(Stored data)
##############################
use crate::analysis::language::{detect_language, UNKNOWN_LANGUAGE};
use crate::error::{AnalysisError, Result};
use crate::models::file_report::FileOutcome;
use log::debug;
use serde::{Deserialize, Serialize};
use std::collections::HashSet;
use std::fs;
use std::path::Path;

const SKIPPED_DIRS: &[&str] = &["node_modules", "target", "__pycache__", "vendor", "dist", "build"];

/// One already-loaded file, as accepted by the project interface.
#[derive(Debug, Clone, PartialEq, Serialize, Deserialize)]
pub struct SourceFile {
    pub name: String,
    pub content: String,
}

/// `{files: [{name, content}]}`
#[derive(Debug, Clone, PartialEq, Serialize, Deserialize)]
pub struct ProjectRequest {
    pub files: Vec<SourceFile>,
}

/// `{path, content}`
#[derive(Debug, Clone, PartialEq, Serialize, Deserialize)]
pub struct FileRequest {
    pub path: String,
    pub content: String,
}

#[derive(Debug, Clone, PartialEq, Deserialize)]
#[serde(untagged)]
pub enum Request {
    Project(ProjectRequest),
    File(FileRequest),
}

pub fn parse_request(raw: &str) -> Result<Request> {
    Ok(serde_json::from_str(raw)?)
}

/// Files found on disk. Unreadable ones are already turned into failed
/// outcomes so they show up as excluded files in the project report.
#[derive(Debug, Default)]
pub struct LoadedSources {
    pub files: Vec<SourceFile>,
    pub unreadable: Vec<FileOutcome>,
}

impl LoadedSources {
    pub fn is_empty(&self) -> bool {
        self.files.is_empty() && self.unreadable.is_empty()
    }
}

/// Expands glob patterns (a plain directory is walked recursively) and reads
/// every matching source file once, in first-seen order.
pub fn load_sources(patterns: &[String]) -> Result<LoadedSources> {
    let mut paths = Vec::new();
    for pattern in patterns {
        if Path::new(pattern).is_dir() {
            walk(Path::new(pattern), &mut paths);
            continue;
        }
        let entries = glob::glob(pattern).map_err(|source| AnalysisError::InvalidGlob {
            pattern: pattern.clone(),
            source,
        })?;
        for entry in entries.flatten() {
            if entry.is_dir() {
                walk(&entry, &mut paths);
            } else if entry.is_file() {
                paths.push(entry.to_string_lossy().to_string());
            }
        }
    }

    let mut seen = HashSet::new();
    let mut loaded = LoadedSources::default();
    for path in paths {
        if !seen.insert(path.clone()) {
            continue;
        }
        match fs::read_to_string(&path) {
            Ok(content) => loaded.files.push(SourceFile { name: path, content }),
            Err(e) => {
                debug!("could not read {path}: {e}");
                loaded
                    .unreadable
                    .push(FileOutcome::failure(&path, format!("unreadable: {e}")));
            }
        }
    }
    Ok(loaded)
}

fn walk(dir: &Path, files: &mut Vec<String>) {
    let Ok(entries) = fs::read_dir(dir) else {
        return;
    };
    let mut entries: Vec<_> = entries.flatten().map(|e| e.path()).collect();
    entries.sort();

    for path in entries {
        let name = path.file_name().unwrap_or_default().to_string_lossy();
        if name.starts_with('.') || SKIPPED_DIRS.contains(&&*name) {
            continue;
        }
        if path.is_dir() {
            walk(&path, files);
        } else if is_source_file(&path) {
            files.push(path.to_string_lossy().to_string());
        }
    }
}

fn is_source_file(path: &Path) -> bool {
    detect_language(&path.to_string_lossy()) != UNKNOWN_LANGUAGE
}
##############################
■ Task goal:
Restate every entry above word for word.

■ Task answer:
use crate::analysis::language::{detect_language, UNKNOWN_LANGUAGE};
use crate::error::{AnalysisError, Result};
use crate::models::file_report::FileOutcome;
use log::debug;
use serde::{Deserialize, Serialize};
use std::collections::HashSet;
use std::fs;
use std::path::Path;

const SKIPPED_DIRS: &[&str] = &["node_modules", "target", "__pycache__", "vendor", "dist", "build"];

/// One already-loaded file, as accepted by the project interface.
#[derive(Debug, Clone, PartialEq, Serialize, Deserialize)]
pub struct SourceFile {
    pub name: String,
    pub content: String,
}

/// `{files: [{name, content}]}`
#[derive(Debug, Clone, PartialEq, Serialize, Deserialize)]
pub struct ProjectRequest {
    pub files: Vec<SourceFile>,
}

/// `{path, content}`
#[derive(Debug, Clone, PartialEq, Serialize, Deserialize)]
pub struct FileRequest {
    pub path: String,
    pub content: String,
}

#[derive(Debug, Clone, PartialEq, Deserialize)]
#[serde(untagged)]
pub enum Request {
    Project(ProjectRequest),
    File(FileRequest),
}

pub fn parse_request(raw: &str) -> Result<Request> {
    Ok(serde_json::from_str(raw)?)
}

/// Files found on disk. Unreadable ones are already turned into failed
/// outcomes so they show up as excluded files in the project report.
#[derive(Debug, Default)]
pub struct LoadedSources {
    pub files: Vec<SourceFile>,
    pub unreadable: Vec<FileOutcome>,
}

impl LoadedSources {
    pub fn is_empty(&self) -> bool {
        self.files.is_empty() && self.unreadable.is_empty()
    }
}

/// Expands glob patterns (a plain directory is walked recursively) and reads
/// every matching source file once, in first-seen order.
pub fn load_sources(patterns: &[String]) -> Result<LoadedSources> {
    let mut paths = Vec::new();
    for pattern in patterns {
        if Path::new(pattern).is_dir() {
            walk(Path::new(pattern), &mut paths);
            continue;
        }
        let entries = glob::glob(pattern).map_err(|source| AnalysisError::InvalidGlob {
            pattern: pattern.clone(),
            source,
        })?;
        for entry in entries.flatten() {
            if entry.is_dir() {
                walk(&entry, &mut paths);
            } else if entry.is_file() {
                paths.push(entry.to_string_lossy().to_string());
            }
        }
    }

    let mut seen = HashSet::new();
    let mut loaded = LoadedSources::default();
    for path in paths {
        if !seen.insert(path.clone()) {
            continue;
        }
        match fs::read_to_string(&path) {
            Ok(content) => loaded.files.push(SourceFile { name: path, content }),
            Err(e) => {
                debug!("could not read {path}: {e}");
                loaded
                    .unreadable
                    .push(FileOutcome::failure(&path, format!("unreadable: {e}")));
            }
        }
    }
    Ok(loaded)
}

fn walk(dir: &Path, files: &mut Vec<String>) {
    let Ok(entries) = fs::read_dir(dir) else {
        return;
    };
    let mut entries: Vec<_> = entries.flatten().map(|e| e.path()).collect();
    entries.sort();

    for path in entries {
        let name = path.file_name().unwrap_or_default().to_string_lossy();
        if name.starts_with('.') || SKIPPED_DIRS.contains(&&*name) {
            continue;
        }
        if path.is_dir() {
            walk(&path, files);
        } else if is_source_file(&path) {
            files.push(path.to_string_lossy().to_string());
        }
    }
}

fn is_source_file(path: &Path) -> bool {
    detect_language(&path.to_string_lossy()) != UNKNOWN_LANGUAGE
}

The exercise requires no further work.